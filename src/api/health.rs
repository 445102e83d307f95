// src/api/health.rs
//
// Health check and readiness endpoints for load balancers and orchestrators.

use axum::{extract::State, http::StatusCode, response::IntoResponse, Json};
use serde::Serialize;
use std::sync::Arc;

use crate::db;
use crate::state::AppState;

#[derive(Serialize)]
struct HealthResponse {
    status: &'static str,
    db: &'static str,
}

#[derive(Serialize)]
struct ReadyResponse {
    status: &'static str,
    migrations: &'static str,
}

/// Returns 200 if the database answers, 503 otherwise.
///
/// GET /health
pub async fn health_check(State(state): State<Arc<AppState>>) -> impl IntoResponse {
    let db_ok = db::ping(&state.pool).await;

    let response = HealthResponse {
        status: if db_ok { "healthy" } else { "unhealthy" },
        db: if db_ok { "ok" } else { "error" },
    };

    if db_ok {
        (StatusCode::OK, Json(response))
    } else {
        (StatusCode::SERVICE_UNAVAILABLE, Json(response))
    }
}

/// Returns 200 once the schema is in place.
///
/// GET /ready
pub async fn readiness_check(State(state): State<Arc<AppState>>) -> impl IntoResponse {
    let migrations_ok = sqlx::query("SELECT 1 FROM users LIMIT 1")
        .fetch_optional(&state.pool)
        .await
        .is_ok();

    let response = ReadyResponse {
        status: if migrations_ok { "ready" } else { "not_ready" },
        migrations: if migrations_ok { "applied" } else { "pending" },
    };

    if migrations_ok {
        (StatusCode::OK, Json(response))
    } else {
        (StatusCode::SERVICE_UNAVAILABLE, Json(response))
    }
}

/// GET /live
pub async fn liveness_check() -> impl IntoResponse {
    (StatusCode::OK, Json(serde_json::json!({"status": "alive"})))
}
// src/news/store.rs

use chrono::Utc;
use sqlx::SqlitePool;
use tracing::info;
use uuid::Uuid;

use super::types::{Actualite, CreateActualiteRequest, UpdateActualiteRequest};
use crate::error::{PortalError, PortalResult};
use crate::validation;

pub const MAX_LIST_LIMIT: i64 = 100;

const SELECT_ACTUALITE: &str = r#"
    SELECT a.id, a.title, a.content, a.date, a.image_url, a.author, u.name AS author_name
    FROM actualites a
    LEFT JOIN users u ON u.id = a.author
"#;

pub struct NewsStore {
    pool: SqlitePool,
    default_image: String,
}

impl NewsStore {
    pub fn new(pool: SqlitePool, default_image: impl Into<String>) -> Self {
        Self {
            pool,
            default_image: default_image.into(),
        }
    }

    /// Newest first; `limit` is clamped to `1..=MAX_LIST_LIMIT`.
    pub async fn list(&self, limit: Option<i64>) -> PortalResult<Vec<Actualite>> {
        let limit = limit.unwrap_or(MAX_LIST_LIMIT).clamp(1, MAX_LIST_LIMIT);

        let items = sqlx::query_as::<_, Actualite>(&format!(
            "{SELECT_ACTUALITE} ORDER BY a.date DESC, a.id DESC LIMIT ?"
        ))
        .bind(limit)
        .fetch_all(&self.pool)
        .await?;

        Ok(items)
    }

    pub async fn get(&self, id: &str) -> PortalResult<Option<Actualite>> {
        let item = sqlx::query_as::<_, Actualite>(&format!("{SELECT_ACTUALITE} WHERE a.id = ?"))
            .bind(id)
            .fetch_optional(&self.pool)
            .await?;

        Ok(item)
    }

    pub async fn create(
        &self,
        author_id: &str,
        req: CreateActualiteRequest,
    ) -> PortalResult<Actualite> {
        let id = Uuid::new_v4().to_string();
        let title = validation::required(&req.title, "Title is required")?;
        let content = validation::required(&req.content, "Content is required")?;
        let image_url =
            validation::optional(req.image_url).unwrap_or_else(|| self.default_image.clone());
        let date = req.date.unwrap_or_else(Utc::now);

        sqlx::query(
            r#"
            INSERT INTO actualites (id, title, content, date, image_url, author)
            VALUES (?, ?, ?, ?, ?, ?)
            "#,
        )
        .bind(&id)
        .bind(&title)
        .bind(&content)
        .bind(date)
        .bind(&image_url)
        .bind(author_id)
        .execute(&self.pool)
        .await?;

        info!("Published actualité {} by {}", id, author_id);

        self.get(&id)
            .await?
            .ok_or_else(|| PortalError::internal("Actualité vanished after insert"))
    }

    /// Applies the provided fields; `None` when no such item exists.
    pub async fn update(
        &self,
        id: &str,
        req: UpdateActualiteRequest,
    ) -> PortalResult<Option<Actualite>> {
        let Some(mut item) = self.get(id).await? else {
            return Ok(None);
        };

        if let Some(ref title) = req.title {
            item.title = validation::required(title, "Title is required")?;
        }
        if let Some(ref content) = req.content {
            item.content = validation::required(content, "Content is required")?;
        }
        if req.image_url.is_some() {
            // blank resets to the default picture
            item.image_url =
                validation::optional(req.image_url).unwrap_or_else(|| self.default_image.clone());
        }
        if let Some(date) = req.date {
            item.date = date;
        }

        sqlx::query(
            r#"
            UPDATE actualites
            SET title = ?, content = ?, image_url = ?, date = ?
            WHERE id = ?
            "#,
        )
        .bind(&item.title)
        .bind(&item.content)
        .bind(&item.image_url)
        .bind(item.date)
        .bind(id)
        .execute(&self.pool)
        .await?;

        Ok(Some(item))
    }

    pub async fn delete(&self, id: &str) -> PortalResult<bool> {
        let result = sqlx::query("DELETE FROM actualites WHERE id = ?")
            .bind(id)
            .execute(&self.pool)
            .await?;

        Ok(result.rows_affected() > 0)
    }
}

+++++

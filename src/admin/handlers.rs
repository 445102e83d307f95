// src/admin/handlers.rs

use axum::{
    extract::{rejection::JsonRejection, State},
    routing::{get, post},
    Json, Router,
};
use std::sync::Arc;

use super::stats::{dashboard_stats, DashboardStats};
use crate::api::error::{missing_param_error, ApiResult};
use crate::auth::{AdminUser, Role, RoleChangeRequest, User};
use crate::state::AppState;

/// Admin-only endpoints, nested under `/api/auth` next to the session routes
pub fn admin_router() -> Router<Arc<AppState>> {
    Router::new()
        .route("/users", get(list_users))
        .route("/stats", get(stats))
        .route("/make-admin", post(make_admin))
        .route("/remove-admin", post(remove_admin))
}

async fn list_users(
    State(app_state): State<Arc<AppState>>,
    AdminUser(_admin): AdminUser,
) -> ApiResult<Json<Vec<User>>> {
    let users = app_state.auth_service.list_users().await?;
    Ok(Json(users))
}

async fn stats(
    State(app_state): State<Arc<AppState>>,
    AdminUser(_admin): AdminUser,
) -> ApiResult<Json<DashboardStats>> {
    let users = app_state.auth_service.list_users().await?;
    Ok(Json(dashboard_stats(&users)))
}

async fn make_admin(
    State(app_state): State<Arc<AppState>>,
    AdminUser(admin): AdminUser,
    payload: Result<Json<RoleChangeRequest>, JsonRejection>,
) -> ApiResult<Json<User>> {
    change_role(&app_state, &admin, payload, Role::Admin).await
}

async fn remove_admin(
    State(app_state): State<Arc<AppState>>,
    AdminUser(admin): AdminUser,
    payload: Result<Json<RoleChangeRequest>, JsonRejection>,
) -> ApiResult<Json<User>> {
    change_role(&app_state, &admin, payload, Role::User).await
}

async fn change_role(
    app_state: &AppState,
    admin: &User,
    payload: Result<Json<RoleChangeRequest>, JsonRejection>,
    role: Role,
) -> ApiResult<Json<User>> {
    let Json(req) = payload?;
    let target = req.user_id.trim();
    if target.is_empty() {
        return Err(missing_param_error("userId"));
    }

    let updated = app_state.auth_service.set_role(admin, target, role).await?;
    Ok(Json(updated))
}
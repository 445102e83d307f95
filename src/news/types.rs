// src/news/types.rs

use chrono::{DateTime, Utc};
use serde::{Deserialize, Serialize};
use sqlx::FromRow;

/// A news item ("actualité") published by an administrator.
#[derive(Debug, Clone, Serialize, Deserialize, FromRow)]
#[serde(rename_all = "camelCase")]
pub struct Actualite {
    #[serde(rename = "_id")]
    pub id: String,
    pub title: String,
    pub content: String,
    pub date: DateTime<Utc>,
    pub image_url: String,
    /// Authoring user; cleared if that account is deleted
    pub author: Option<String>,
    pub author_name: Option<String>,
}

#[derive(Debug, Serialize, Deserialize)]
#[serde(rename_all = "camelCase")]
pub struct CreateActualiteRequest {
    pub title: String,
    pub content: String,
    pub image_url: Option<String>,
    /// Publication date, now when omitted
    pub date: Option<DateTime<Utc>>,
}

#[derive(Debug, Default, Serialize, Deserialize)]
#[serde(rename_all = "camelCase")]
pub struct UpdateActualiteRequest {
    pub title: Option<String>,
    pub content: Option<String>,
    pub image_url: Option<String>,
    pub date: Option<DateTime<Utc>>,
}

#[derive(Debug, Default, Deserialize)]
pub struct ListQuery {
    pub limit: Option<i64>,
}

+++++

**Problem statement:** Check each line of the entries, and copy the ones that contain "FromRow".

**Answer section:**
use sqlx::FromRow;
#[derive(Debug, Clone, Serialize, Deserialize, FromRow)]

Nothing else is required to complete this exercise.